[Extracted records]
---

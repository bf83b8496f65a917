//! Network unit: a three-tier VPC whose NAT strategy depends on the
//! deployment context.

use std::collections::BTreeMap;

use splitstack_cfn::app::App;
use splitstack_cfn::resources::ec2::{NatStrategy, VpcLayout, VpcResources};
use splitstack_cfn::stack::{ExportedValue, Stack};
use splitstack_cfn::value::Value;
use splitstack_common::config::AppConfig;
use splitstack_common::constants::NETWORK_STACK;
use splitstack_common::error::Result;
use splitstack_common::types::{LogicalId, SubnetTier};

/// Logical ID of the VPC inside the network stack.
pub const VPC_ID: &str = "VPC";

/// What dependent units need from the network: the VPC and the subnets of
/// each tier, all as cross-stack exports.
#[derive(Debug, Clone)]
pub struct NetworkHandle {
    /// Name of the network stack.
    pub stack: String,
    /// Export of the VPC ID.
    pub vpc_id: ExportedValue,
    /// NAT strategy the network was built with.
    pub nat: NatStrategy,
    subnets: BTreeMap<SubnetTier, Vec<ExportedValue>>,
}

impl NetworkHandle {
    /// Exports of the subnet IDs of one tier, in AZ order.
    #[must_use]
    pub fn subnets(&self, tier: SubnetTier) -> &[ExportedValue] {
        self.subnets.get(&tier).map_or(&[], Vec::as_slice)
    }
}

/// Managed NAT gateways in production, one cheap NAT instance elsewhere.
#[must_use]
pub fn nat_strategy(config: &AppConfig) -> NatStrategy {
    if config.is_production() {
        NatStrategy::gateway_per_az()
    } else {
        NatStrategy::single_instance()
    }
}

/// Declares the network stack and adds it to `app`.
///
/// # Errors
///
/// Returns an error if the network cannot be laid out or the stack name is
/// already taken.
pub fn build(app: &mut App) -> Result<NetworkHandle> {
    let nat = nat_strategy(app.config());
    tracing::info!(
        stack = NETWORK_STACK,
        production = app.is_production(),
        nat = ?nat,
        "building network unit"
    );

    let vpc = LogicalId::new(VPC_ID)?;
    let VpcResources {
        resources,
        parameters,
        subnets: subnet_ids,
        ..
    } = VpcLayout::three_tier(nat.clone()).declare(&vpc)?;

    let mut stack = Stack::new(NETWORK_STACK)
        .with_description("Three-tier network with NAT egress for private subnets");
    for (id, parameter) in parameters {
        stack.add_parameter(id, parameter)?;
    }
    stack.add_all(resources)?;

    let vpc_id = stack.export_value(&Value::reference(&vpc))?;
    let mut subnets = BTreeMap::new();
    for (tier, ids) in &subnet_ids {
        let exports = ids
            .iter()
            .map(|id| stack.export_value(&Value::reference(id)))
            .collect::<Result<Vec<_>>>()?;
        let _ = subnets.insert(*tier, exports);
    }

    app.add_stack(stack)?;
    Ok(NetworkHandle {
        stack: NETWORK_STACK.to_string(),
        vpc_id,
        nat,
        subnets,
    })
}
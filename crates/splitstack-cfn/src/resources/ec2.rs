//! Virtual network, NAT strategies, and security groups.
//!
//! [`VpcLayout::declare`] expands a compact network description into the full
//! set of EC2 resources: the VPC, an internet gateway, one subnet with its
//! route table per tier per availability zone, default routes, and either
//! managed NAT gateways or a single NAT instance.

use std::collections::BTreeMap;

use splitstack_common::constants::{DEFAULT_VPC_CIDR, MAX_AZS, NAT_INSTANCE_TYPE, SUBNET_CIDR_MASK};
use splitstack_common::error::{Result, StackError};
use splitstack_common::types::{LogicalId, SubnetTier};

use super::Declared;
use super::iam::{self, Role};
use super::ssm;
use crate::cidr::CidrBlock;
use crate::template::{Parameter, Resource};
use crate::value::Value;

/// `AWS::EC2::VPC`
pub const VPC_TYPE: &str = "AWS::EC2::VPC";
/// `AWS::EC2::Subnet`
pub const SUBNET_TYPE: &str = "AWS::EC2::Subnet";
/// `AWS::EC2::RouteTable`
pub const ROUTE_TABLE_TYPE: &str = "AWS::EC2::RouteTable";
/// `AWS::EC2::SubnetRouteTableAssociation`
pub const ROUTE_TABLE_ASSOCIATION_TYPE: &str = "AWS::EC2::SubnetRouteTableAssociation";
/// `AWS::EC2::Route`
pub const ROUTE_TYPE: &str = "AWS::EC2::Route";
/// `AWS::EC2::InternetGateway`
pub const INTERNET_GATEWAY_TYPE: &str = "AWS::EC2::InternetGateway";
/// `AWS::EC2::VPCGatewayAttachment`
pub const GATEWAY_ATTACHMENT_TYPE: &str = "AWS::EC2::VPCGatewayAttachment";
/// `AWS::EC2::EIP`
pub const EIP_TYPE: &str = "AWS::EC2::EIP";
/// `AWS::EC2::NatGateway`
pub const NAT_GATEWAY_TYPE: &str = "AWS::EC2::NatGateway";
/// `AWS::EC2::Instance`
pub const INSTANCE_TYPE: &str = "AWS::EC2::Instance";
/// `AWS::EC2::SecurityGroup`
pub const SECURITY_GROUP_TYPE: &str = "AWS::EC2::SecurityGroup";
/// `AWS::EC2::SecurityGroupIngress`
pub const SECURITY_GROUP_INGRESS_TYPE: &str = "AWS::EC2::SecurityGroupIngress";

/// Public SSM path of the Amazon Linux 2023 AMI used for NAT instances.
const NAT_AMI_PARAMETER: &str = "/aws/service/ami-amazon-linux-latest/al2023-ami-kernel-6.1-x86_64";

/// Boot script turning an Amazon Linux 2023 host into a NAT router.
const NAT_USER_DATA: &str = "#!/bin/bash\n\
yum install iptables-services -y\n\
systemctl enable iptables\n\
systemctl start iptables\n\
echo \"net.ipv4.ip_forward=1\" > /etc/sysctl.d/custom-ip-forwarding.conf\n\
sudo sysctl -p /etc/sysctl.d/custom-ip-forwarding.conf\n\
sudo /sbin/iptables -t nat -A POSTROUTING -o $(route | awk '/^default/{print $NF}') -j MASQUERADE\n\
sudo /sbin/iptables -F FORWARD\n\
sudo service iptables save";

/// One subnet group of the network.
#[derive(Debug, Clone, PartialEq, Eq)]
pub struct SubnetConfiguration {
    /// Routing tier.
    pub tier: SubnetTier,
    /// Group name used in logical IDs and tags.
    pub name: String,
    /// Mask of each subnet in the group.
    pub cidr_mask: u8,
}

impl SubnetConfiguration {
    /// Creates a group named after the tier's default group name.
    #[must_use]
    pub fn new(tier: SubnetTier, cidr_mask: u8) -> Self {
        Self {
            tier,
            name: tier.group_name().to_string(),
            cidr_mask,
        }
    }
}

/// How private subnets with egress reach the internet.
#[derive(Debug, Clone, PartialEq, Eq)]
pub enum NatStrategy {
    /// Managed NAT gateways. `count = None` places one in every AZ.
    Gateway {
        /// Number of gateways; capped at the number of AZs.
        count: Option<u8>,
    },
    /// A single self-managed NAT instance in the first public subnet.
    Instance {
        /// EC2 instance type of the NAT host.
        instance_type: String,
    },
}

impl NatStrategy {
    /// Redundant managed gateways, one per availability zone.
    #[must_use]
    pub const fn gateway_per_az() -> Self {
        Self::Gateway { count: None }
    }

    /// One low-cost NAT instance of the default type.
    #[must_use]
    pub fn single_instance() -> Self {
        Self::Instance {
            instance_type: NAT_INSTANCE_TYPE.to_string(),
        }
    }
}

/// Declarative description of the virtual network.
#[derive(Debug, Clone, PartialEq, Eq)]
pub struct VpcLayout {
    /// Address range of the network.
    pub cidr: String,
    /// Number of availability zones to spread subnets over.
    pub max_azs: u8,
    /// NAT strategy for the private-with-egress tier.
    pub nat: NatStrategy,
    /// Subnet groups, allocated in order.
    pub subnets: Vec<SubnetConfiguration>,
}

---

**Instructions to follow**. If a line in the records above contains the string "super", copy that line out.

**Answer to this task**.
use super::Declared;
use super::iam::{self, Role};
use super::ssm;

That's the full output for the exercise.